**How to complete this task**.
The lines to find are those in the entries that hold the word "wildcard"; copy every one of them.

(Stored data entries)
********************

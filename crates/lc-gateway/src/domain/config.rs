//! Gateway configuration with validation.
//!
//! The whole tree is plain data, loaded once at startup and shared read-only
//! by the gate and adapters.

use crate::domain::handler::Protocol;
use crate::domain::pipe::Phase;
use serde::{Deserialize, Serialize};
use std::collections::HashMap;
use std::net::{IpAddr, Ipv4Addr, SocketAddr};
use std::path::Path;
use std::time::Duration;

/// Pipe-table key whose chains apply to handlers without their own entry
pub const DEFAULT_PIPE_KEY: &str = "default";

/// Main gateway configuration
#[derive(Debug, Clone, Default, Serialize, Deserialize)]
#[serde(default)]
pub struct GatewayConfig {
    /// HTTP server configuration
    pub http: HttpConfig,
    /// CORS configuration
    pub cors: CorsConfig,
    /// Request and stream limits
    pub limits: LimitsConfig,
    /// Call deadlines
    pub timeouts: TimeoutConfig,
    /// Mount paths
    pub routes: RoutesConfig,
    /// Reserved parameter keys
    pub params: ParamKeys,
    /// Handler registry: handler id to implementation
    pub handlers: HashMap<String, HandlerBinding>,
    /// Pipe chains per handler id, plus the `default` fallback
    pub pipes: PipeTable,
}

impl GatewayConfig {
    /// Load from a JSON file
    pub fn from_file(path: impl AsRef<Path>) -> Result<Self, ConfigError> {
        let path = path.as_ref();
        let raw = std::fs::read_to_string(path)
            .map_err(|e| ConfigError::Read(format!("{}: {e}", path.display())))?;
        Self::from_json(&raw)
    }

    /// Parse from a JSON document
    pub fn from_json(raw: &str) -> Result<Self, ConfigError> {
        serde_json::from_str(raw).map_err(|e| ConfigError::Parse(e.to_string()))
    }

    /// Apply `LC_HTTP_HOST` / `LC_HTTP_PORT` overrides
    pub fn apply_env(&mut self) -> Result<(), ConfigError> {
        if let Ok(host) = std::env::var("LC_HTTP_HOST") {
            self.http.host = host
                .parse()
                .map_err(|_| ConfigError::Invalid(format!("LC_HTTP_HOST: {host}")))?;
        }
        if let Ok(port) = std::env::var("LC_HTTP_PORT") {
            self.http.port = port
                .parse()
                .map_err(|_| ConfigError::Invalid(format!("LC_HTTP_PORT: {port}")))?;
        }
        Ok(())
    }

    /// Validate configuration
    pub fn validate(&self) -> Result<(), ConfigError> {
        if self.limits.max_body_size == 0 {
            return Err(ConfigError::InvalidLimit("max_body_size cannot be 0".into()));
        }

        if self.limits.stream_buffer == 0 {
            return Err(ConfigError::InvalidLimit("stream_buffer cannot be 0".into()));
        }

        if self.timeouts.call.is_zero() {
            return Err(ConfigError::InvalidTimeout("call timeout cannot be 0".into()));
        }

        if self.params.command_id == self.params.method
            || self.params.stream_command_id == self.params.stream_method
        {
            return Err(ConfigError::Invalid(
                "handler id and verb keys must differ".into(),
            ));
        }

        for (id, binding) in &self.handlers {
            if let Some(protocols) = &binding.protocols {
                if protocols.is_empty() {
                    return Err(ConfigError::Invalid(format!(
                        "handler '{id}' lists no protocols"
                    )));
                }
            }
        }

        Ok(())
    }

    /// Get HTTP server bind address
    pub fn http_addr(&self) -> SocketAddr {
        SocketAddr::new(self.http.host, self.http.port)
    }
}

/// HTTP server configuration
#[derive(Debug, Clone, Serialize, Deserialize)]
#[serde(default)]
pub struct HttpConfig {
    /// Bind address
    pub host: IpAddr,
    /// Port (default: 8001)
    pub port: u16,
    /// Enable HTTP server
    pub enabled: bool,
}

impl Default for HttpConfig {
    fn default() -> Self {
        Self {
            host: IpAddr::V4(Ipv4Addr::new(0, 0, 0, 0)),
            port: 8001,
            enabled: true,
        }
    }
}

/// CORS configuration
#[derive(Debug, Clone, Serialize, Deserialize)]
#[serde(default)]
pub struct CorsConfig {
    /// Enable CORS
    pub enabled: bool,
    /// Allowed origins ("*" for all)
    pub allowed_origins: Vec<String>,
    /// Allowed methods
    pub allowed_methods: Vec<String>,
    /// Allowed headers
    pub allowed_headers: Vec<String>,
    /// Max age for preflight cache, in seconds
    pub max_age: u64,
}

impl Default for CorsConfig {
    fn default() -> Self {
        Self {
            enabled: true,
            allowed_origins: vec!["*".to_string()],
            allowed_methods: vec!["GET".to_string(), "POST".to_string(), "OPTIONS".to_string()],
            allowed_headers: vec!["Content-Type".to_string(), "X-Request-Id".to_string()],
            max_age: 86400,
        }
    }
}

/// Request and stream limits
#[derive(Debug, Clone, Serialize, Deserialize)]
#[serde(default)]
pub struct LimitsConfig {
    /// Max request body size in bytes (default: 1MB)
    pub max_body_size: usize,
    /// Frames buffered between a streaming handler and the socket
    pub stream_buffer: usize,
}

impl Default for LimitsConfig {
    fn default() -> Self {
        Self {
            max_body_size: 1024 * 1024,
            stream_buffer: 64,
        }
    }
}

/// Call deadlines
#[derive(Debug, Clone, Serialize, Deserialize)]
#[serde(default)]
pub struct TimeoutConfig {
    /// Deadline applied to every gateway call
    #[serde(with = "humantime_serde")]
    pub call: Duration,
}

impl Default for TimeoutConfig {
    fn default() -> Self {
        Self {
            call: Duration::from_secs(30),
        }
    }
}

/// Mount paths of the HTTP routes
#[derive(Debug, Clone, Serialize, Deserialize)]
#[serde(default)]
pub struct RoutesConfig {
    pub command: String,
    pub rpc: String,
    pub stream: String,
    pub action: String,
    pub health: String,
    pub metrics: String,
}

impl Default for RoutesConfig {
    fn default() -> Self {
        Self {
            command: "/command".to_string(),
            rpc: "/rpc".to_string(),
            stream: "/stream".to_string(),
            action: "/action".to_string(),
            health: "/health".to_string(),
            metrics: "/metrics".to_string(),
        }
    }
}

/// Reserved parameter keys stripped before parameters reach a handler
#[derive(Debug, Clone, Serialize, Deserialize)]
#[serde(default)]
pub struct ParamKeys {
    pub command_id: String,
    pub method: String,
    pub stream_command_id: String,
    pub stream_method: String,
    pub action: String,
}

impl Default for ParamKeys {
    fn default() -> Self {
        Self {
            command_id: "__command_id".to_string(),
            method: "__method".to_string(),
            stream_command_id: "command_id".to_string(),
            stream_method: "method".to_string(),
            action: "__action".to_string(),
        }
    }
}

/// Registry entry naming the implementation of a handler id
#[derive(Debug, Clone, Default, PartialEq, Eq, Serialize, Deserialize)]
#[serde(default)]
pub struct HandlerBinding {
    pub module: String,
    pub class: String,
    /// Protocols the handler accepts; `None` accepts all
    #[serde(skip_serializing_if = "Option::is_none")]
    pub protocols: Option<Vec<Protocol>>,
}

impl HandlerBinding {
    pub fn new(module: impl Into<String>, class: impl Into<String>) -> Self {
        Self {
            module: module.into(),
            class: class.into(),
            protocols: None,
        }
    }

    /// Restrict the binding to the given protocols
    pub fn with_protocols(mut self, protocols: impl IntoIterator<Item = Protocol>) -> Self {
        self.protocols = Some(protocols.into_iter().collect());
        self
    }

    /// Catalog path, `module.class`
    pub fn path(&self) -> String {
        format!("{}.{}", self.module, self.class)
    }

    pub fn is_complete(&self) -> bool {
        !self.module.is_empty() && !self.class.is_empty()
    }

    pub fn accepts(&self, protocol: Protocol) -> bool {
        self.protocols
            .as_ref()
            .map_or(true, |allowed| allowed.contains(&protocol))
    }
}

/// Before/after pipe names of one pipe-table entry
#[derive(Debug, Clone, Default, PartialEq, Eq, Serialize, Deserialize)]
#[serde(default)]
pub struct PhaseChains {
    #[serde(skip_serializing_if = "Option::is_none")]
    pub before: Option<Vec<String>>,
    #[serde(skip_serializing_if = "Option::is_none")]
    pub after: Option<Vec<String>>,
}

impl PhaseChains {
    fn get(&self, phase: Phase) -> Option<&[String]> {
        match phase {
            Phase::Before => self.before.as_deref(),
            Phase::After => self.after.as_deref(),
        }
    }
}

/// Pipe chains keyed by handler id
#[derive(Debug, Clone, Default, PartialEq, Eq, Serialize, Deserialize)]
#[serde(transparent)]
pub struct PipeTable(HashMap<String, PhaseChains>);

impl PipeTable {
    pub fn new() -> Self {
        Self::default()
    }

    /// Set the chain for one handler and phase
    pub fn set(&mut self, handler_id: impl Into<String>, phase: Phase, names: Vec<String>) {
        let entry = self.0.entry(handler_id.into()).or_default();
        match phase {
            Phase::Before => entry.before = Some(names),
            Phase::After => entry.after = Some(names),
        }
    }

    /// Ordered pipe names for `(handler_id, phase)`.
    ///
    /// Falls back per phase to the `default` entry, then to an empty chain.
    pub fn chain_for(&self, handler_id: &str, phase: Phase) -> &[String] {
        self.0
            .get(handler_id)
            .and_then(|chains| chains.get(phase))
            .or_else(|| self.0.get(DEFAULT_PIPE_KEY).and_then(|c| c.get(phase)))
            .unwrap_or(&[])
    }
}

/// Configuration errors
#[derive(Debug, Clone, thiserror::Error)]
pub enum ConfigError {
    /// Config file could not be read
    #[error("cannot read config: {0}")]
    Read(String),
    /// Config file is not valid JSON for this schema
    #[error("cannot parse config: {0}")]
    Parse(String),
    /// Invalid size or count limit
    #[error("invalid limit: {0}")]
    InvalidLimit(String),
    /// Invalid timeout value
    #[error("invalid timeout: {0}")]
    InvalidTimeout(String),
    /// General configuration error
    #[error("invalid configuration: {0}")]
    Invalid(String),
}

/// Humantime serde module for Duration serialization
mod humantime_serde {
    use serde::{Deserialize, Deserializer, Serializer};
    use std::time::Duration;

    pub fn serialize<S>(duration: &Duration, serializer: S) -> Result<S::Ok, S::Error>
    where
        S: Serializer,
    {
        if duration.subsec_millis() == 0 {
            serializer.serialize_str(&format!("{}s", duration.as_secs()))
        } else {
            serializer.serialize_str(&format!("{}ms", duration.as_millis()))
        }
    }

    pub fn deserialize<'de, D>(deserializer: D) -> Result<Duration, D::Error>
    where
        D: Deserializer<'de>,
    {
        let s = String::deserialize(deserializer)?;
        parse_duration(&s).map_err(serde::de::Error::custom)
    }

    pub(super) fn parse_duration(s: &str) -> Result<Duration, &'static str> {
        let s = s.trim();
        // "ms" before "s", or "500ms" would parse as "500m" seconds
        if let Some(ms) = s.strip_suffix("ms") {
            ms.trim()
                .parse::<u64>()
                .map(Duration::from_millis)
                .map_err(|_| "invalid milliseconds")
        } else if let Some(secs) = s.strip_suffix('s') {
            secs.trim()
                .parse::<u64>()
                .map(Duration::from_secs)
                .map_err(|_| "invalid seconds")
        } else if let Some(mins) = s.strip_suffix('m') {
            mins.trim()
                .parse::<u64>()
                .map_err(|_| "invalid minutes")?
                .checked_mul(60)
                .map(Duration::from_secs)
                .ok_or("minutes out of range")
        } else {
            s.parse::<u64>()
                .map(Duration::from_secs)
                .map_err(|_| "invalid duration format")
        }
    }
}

********************

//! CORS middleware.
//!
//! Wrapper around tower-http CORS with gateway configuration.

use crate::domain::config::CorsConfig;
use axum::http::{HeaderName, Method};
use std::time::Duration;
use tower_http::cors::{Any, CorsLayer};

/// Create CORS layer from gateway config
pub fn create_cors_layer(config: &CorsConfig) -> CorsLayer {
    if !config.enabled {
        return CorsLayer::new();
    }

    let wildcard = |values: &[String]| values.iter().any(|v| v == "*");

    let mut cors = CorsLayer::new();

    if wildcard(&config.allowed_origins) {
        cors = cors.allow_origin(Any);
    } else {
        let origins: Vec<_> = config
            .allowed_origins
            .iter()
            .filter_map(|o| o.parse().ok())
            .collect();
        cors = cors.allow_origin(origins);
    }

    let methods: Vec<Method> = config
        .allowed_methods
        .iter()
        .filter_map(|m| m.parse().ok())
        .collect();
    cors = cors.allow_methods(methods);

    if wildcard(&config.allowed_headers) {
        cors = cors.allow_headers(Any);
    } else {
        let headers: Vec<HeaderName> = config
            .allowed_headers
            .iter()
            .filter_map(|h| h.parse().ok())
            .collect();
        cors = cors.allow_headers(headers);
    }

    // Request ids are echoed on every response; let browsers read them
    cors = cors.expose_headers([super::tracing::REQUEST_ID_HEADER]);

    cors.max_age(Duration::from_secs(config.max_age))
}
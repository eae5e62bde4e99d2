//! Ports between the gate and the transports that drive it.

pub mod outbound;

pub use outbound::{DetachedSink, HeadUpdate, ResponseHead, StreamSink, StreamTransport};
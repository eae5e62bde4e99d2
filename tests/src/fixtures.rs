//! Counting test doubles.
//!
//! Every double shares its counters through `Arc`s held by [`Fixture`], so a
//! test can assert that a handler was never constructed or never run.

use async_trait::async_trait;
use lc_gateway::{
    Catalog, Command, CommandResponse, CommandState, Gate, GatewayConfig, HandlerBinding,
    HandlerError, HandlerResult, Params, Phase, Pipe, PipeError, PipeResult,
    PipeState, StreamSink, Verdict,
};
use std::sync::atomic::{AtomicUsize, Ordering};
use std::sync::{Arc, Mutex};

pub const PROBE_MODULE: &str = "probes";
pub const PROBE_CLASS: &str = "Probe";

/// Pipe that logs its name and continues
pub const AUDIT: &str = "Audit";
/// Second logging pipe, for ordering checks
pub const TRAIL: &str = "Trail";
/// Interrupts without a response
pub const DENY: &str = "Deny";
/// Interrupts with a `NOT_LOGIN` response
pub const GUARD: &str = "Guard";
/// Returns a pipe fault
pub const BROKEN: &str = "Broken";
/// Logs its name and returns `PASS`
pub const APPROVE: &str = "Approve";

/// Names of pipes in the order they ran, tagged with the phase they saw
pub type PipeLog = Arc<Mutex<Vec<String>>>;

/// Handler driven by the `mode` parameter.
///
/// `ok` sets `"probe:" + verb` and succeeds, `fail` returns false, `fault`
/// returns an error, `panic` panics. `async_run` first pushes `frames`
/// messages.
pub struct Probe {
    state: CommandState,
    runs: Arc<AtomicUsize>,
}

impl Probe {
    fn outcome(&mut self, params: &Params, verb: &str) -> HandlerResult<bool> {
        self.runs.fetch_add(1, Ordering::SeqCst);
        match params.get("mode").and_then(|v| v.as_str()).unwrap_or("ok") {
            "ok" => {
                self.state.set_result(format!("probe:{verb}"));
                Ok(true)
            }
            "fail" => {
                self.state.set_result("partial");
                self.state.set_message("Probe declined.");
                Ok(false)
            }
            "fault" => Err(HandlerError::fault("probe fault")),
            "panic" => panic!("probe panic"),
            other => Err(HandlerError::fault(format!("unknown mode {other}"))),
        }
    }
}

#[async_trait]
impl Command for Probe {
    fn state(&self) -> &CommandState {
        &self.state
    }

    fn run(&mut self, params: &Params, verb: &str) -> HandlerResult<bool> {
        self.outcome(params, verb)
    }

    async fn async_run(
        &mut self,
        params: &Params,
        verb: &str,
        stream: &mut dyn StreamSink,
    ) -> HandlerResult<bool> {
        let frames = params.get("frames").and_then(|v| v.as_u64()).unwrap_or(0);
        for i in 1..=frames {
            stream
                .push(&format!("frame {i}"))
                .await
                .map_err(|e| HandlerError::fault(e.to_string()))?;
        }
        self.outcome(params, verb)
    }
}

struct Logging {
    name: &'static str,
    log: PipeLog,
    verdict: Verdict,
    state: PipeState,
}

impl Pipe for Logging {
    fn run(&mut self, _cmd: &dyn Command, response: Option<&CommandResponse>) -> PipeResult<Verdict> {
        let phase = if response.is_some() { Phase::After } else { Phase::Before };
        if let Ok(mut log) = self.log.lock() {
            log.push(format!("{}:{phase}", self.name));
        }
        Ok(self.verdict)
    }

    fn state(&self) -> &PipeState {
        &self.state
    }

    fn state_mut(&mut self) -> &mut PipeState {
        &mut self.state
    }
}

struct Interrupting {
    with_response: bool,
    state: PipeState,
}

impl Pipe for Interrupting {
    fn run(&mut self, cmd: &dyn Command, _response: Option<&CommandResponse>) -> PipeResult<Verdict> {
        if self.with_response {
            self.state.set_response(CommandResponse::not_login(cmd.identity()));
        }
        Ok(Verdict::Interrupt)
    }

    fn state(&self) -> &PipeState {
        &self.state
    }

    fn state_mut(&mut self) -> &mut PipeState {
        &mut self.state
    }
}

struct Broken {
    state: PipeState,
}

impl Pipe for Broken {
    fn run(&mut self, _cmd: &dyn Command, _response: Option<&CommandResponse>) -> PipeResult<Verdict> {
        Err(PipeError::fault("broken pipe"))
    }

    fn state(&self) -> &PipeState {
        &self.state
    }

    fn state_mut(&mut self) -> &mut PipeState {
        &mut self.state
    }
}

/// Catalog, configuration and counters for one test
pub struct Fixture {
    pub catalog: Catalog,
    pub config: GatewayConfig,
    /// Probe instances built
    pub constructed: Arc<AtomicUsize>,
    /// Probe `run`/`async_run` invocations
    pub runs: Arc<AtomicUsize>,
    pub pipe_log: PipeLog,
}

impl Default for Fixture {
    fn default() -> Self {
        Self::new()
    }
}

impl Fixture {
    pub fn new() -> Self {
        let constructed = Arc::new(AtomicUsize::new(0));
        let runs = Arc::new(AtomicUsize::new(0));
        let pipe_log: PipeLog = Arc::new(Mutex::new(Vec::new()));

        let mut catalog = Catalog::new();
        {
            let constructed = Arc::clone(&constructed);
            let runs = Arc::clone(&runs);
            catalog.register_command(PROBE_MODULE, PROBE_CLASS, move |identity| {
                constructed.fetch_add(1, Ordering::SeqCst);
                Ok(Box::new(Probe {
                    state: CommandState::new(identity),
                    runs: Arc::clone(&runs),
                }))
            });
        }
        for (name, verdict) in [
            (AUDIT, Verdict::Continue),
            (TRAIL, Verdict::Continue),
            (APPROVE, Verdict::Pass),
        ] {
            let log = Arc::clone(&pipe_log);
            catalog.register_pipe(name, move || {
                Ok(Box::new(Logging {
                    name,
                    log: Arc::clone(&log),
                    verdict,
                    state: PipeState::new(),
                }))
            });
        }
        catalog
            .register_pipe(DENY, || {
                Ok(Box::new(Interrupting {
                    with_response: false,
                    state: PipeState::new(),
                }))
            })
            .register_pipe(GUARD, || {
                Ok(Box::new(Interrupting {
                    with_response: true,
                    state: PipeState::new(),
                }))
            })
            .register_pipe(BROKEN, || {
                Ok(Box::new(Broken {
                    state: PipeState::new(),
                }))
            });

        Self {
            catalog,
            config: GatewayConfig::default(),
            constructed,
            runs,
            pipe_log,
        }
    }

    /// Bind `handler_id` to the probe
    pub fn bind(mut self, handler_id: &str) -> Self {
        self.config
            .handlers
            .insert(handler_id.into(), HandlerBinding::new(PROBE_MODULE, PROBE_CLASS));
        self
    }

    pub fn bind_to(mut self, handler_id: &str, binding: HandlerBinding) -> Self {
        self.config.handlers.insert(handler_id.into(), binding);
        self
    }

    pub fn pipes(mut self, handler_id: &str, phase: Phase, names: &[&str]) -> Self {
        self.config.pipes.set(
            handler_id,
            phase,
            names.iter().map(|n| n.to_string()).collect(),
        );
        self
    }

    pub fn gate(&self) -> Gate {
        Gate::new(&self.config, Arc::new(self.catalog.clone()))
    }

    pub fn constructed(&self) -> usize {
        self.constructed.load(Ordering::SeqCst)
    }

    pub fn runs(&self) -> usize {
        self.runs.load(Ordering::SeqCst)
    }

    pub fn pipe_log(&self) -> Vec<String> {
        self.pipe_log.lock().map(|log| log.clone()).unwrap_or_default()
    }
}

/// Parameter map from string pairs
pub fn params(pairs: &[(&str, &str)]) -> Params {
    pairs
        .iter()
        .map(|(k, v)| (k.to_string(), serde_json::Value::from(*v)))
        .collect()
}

********************

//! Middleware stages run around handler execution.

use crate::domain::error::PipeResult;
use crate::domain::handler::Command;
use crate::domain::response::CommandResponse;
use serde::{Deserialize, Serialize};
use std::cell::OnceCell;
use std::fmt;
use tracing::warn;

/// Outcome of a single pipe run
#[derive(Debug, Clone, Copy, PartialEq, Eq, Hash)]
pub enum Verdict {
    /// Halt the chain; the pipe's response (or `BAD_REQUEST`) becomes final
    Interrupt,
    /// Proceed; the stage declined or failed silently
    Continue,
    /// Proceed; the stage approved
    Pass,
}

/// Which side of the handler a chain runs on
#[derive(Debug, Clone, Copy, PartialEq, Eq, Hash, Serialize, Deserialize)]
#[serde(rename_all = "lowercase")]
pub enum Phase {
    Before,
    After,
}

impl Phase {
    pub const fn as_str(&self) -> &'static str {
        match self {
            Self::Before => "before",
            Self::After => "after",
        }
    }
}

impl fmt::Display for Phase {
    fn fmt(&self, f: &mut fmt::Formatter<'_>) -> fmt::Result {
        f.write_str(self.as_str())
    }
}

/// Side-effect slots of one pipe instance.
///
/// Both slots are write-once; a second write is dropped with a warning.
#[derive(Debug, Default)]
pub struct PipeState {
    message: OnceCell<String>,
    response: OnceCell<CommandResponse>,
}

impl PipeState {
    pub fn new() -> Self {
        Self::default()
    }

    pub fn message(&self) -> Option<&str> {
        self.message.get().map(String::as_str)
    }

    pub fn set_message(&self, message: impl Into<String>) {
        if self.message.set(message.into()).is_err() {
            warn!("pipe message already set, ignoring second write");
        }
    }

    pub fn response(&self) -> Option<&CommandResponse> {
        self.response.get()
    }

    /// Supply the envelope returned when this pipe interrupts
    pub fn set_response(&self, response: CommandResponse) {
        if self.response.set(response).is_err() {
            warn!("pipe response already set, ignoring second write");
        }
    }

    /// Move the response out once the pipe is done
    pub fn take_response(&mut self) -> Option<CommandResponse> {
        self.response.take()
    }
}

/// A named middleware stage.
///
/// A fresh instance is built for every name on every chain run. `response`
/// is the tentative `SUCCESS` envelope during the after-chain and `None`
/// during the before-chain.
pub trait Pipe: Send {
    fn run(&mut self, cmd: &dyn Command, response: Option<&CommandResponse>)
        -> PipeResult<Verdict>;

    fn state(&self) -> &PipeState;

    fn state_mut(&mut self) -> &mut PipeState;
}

********************

**Response to this exercise**.
    let wildcard = |values: &[String]| values.iter().any(|v| v == "*");
    if wildcard(&config.allowed_origins) {
    if wildcard(&config.allowed_headers) {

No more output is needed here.